Limitations of this study are: (1) gathering of data and pathology reports: some data were excluded because of not being complete or did not have the exact information such as the anatomical location of the skin tumor. (2) Gathering the information of history of using immunosuppressant drugs or history of burn scars: we just had some of the patient information to ask them and some patients did not cooperate. (3) In this study, we have just the information of Faghihi Hospital of Shiraz and we do not have the other laboratories and hospital information and one of the most important reason for that is the other hospitals do not have a systematized information to access to them easily. (4) Missed skin cancers that had been diagnosed clinically or even treated without a biopsy.

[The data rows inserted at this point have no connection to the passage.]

use crate::{error::ClientError, source::ScheduleSource};
use log::warn;
use models::entry::{PersonalTimetable, TimetableEntry};

/// The signed-in user's personal timetable, kept in sync with the backend.
///
/// Every change is sent first and then the list is fetched again. When that
/// refresh fails the change is applied locally instead.
#[derive(Debug)]
pub struct PersonalPanel<S> {
    source: S,
    timetable: PersonalTimetable,
}

impl<S: ScheduleSource> PersonalPanel<S> {
    pub fn new(source: S) -> Self {
        Self {
            source,
            timetable: PersonalTimetable::default(),
        }
    }

    pub fn source(&self) -> &S {
        &self.source
    }

    pub fn timetable(&self) -> &PersonalTimetable {
        &self.timetable
    }

    /// Replaces the entries with the stored ones; keeps them on failure
    pub async fn load(&mut self) -> Result<(), ClientError> {
        self.timetable = self
            .source
            .fetch_personal_entries()
            .await
            .inspect_err(|e| warn!("Failed to load personal timetable: {e}"))?;
        Ok(())
    }

    pub async fn add(&mut self, entry: TimetableEntry) -> Result<(), ClientError> {
        self.source.add_personal_entry(&entry).await?;

        if let Err(e) = self.load().await {
            warn!("Showing {} without a refresh: {e}", entry.course_code);
            self.timetable.add(entry);
        }
        Ok(())
    }

    pub async fn remove(&mut self, id: &str) -> Result<(), ClientError> {
        let id = id.trim();
        if id.is_empty() {
            return Err(ClientError::MissingEntryId);
        }

        self.source.delete_personal_entry(id).await?;

        if let Err(e) = self.load().await {
            warn!("Removing {id} without a refresh: {e}");
            self.timetable.remove(id);
        }
        Ok(())
    }
}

Due to the fact that this study is the first one in our region, physicians can use this database for prevention, screening, and treatment of patients in a more efficient way, and can also give future studies a better prospect of future skin cancers prognosis.
5.1. Conclusions
Nowadays, people are more aware of diseases and harmful effects of ultra violet radiation, so, they use sunscreen more than before. Regarding to facilities in the health care systems in, our region, Shiraz, Southwest Iran, patients refer to the physician earlier. Since the most common site of the tumor is in their face or skin, so they may be noticed easy and at the early stage and physicians will diagnose the tumor more easily.